Morning yoga classes often start very early, especially if the majority of your students work 9 to 5 jobs. The type of classes you teach depends heavily on your personal style, the studio you work for, and your students’ needs and desires. You might even find yourself juggling multiple morning classes, each with a different emphasis. Yoga teachers need to be well-prepared, confident and comfortable moving seamlessly from one style to the next.


Some yoga teachers take a long, relaxing lunch to decompress and get ready for the rest of the day. Others find that lunchtime classes are extremely popular. Some even conduct corporate classes during this time, traveling to a major downtown office building. However you spend the middle of the day, clear enough time to eat a nutritious lunch and center yourself.

Afternoon Business

Some teachers spend the entire day on classes, but most have office duties to attend to during normal working hours. If you own your own studio, you are responsible for either handling or delegating everything from payroll and accounting to marketing. If you work for someone else, you might be assigned a share of the business duties.
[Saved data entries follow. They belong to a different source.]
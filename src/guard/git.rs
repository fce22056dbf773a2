use std::path::{Path, PathBuf};
use std::process::{Command, Output};

use super::GuardError;

/// Thin wrapper over the `git` executable. Every call runs as
/// `git -C <cwd> ...`.
#[derive(Debug, Clone, Default)]
pub struct GitAdapter;

impl GitAdapter {
    pub fn new() -> Self {
        Self
    }

    pub fn repo_root(&self, cwd: &Path) -> Result<PathBuf, GuardError> {
        let stdout = self.run_checked(
            cwd,
            vec!["rev-parse".to_string(), "--show-toplevel".to_string()],
        )?;
        Ok(PathBuf::from(stdout.trim()))
    }

    /// Added, copied or modified paths in the index, relative to the repo root.
    pub fn staged_paths(&self, cwd: &Path) -> Result<Vec<PathBuf>, GuardError> {
        let stdout = self.run_checked(
            cwd,
            vec![
                "diff".to_string(),
                "--cached".to_string(),
                "--name-only".to_string(),
                "--diff-filter=ACM".to_string(),
                "-z".to_string(),
            ],
        )?;
        Ok(stdout
            .split('\0')
            .map(str::trim)
            .filter(|line| !line.is_empty())
            .map(PathBuf::from)
            .collect())
    }

    /// Index contents of `path` (repo-root relative), not the working tree copy.
    pub fn staged_blob(&self, cwd: &Path, path: &Path) -> Result<Vec<u8>, GuardError> {
        let args = vec!["show".to_string(), format!(":{}", path.to_string_lossy())];
        let output = self.run_allow_failure(cwd, args.clone())?;
        if !output.status.success() {
            return Err(command_failed(cwd, &args, &output));
        }
        Ok(output.stdout)
    }

    /// `core.hooksPath` when configured (relative to the repo root), else
    /// the repository's own hooks directory.
    pub fn hooks_dir(&self, cwd: &Path) -> Result<PathBuf, GuardError> {
        let root = self.repo_root(cwd)?;
        if let Some(custom) = self.config_value(cwd, "core.hooksPath")? {
            let custom = PathBuf::from(custom);
            return Ok(if custom.is_absolute() {
                custom
            } else {
                root.join(custom)
            });
        }
        let git_path = self.run_checked(
            cwd,
            vec![
                "rev-parse".to_string(),
                "--git-path".to_string(),
                "hooks".to_string(),
            ],
        )?;
        let git_path = PathBuf::from(git_path);
        Ok(if git_path.is_absolute() {
            git_path
        } else {
            cwd.join(git_path)
        })
    }

    fn config_value(&self, cwd: &Path, key: &str) -> Result<Option<String>, GuardError> {
        let output = self.run_allow_failure(
            cwd,
            vec!["config".to_string(), "--get".to_string(), key.to_string()],
        )?;
        if !output.status.success() {
            return Ok(None);
        }
        let value = String::from_utf8_lossy(&output.stdout).trim().to_string();
        Ok((!value.is_empty()).then_some(value))
    }

    fn run_checked(&self, cwd: &Path, args: Vec<String>) -> Result<String, GuardError> {
        let output = self.run_allow_failure(cwd, args.clone())?;
        if !output.status.success() {
            return Err(command_failed(cwd, &args, &output));
        }
        Ok(String::from_utf8_lossy(&output.stdout).trim().to_string())
    }

    fn run_allow_failure(&self, cwd: &Path, args: Vec<String>) -> Result<Output, GuardError> {
        tracing::debug!(cwd = %cwd.display(), command = %args.join(" "), "git");
        let mut cmd = Command::new("git");
        cmd.arg("-C").arg(cwd).args(&args);
        cmd.output().map_err(|err| {
            if err.kind() == std::io::ErrorKind::NotFound {
                GuardError::GitUnavailable
            } else {
                GuardError::Io {
                    path: cwd.to_path_buf(),
                    source: err,
                }
            }
        })
    }
}

fn command_failed(cwd: &Path, args: &[String], output: &Output) -> GuardError {
    let stderr = String::from_utf8_lossy(&output.stderr).trim().to_string();
    let lower = stderr.to_ascii_lowercase();
    if lower.contains("not a git repository") || lower.contains("cannot change to") {
        return GuardError::NotARepository(cwd.to_path_buf());
    }
    GuardError::GitCommandFailed {
        command: format!("git -C {} {}", cwd.display(), args.join(" ")),
        code: output.status.code(),
        stderr,
    }
}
If you are independent, providing services at many different studios, there is the constant hustle to find new opportunities and get your name out. Many yoga teachers find that dedicating the early afternoon hours to email, phone calls and other desk work, and then running errands, helps to break up the day and retain balance and serenity.

Evening Classes

Yoga students who are not naturally early risers often prefer evening classes. Depending on your students, you might find that some of them have difficulty transitioning into practice after a challenging day. Some teachers like to offer outreach classes to the general public in the evening, which are open to those of any skill level. Others prefer to help students burn off steam with high energy power yoga. Exactly what you teach depends on your personal interests, your studio, and the needs of your students.
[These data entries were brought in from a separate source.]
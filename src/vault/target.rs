use std::fmt;
use std::path::{Path, PathBuf};

use serde::Serialize;

use crate::context::StatePaths;
use crate::settings::{non_empty, Settings};
use crate::sun::KIND_DOTENV_SCOPE;

use super::{Backend, VaultError};

pub const DEFAULT_SCOPE: &str = "default";
const MAX_SCOPE_LEN: usize = 64;

/// Scope selection as given on the command line.
#[derive(Debug, Clone, Copy, Default)]
pub struct ScopeRequest<'a> {
    pub scope: Option<&'a str>,
    pub file: Option<&'a Path>,
}

#[derive(Debug, Clone, PartialEq, Eq, Serialize)]
#[serde(tag = "type", rename_all = "lowercase")]
pub enum Location {
    File { path: PathBuf },
    Object { kind: &'static str, name: String },
}

impl fmt::Display for Location {
    fn fmt(&self, f: &mut fmt::Formatter<'_>) -> fmt::Result {
        match self {
            Location::File { path } => write!(f, "{}", path.display()),
            Location::Object { kind, name } => write!(f, "sun:{kind}/{name}"),
        }
    }
}

#[derive(Debug, Clone, PartialEq, Eq, Serialize)]
pub struct Target {
    pub scope: String,
    pub location: Location,
}

impl Target {
    /// Resolves `--scope` > `--file` > `vault.scope` > `default`.
    pub fn resolve(
        request: ScopeRequest<'_>,
        backend: Backend,
        paths: &StatePaths,
        settings: &Settings,
    ) -> Result<Self, VaultError> {
        if let Some(raw) = non_empty(request.scope) {
            return Self::for_scope(validate_scope(raw)?, backend, paths, settings);
        }
        if let Some(path) = request.file {
            if backend == Backend::Sun {
                return Err(VaultError::Unsupported(
                    "--file only applies to the local vault backend".to_string(),
                ));
            }
            return Ok(Self {
                scope: scope_from_file(path),
                location: Location::File {
                    path: path.to_path_buf(),
                },
            });
        }
        let scope = match non_empty(settings.vault.scope.as_deref()) {
            Some(raw) => validate_scope(raw)?,
            None => DEFAULT_SCOPE.to_string(),
        };
        Self::for_scope(scope, backend, paths, settings)
    }

    fn for_scope(
        scope: String,
        backend: Backend,
        paths: &StatePaths,
        settings: &Settings,
    ) -> Result<Self, VaultError> {
        let location = match backend {
            Backend::Sun => Location::Object {
                kind: KIND_DOTENV_SCOPE,
                name: object_name(&scope),
            },
            Backend::Local => Location::File {
                path: local_path(&scope, paths, settings),
            },
        };
        Ok(Self { scope, location })
    }

    pub fn file_path(&self) -> Option<&Path> {
        match &self.location {
            Location::File { path } => Some(path),
            Location::Object { .. } => None,
        }
    }
}

pub fn object_name(scope: &str) -> String {
    format!("kv/{scope}")
}

pub fn validate_scope(raw: &str) -> Result<String, VaultError> {
    let scope = raw.trim();
    let valid = !scope.is_empty()
        && scope.len() <= MAX_SCOPE_LEN
        && scope != "."
        && scope != ".."
        && scope
            .chars()
            .all(|ch| ch.is_ascii_alphanumeric() || matches!(ch, '-' | '_' | '.'));
    if valid {
        Ok(scope.to_string())
    } else {
        Err(VaultError::InvalidScope(raw.to_string()))
    }
}

fn local_path(scope: &str, paths: &StatePaths, settings: &Settings) -> PathBuf {
    if scope == DEFAULT_SCOPE {
        if let Some(file) = non_empty(settings.vault.file.as_deref()) {
            return expand_home(file, paths);
        }
        return paths.vault_dir().join(".env");
    }
    paths.vault_dir().join(format!(".env.{scope}"))
}

fn expand_home(raw: &str, paths: &StatePaths) -> PathBuf {
    match (raw.strip_prefix("~/"), paths.root().parent()) {
        (Some(rest), Some(home)) => home.join(rest),
        _ => PathBuf::from(raw),
    }
}

/// `.env` is the default scope, `.env.<x>` is `<x>`.
fn scope_from_file(path: &Path) -> String {
    let base = path
        .file_name()
        .and_then(|name| name.to_str())
        .unwrap_or_default();
    let candidate = match base {
        ".env" => DEFAULT_SCOPE,
        other => other
            .strip_prefix(".env.")
            .unwrap_or_else(|| other.trim_start_matches('.')),
    };
    validate_scope(candidate).unwrap_or_else(|_| DEFAULT_SCOPE.to_string())
}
Winding Down and Lights Out

After the last class of the evening, it is common for teachers to be both hungry and tired. Plan ahead for dinner rather than trying to choose healthy options when you are already exhausted. Then find a way to intentionally wind down. Many teachers struggle with shutting down mentally and physically after a busy day. The evening hours are an excellent time to connect with the more relaxing aspects of your practice such as meditation and gentle stretching poses. A warm bath and soft music can also help you wind down.

Of course not everyone is the same, and what works for one teacher might not work for another. If you are not a morning person, don’t try to force a high energy wake up routine. You do not have to get out of bed at the crack of dawn to be a good yoga teacher. Some people do their best office work late at night rather than in the afternoon. Some prefer to get up late and teach their first class at noon. Be authentic to yourself, your practice, and your students’ needs, and everything else will fall into place.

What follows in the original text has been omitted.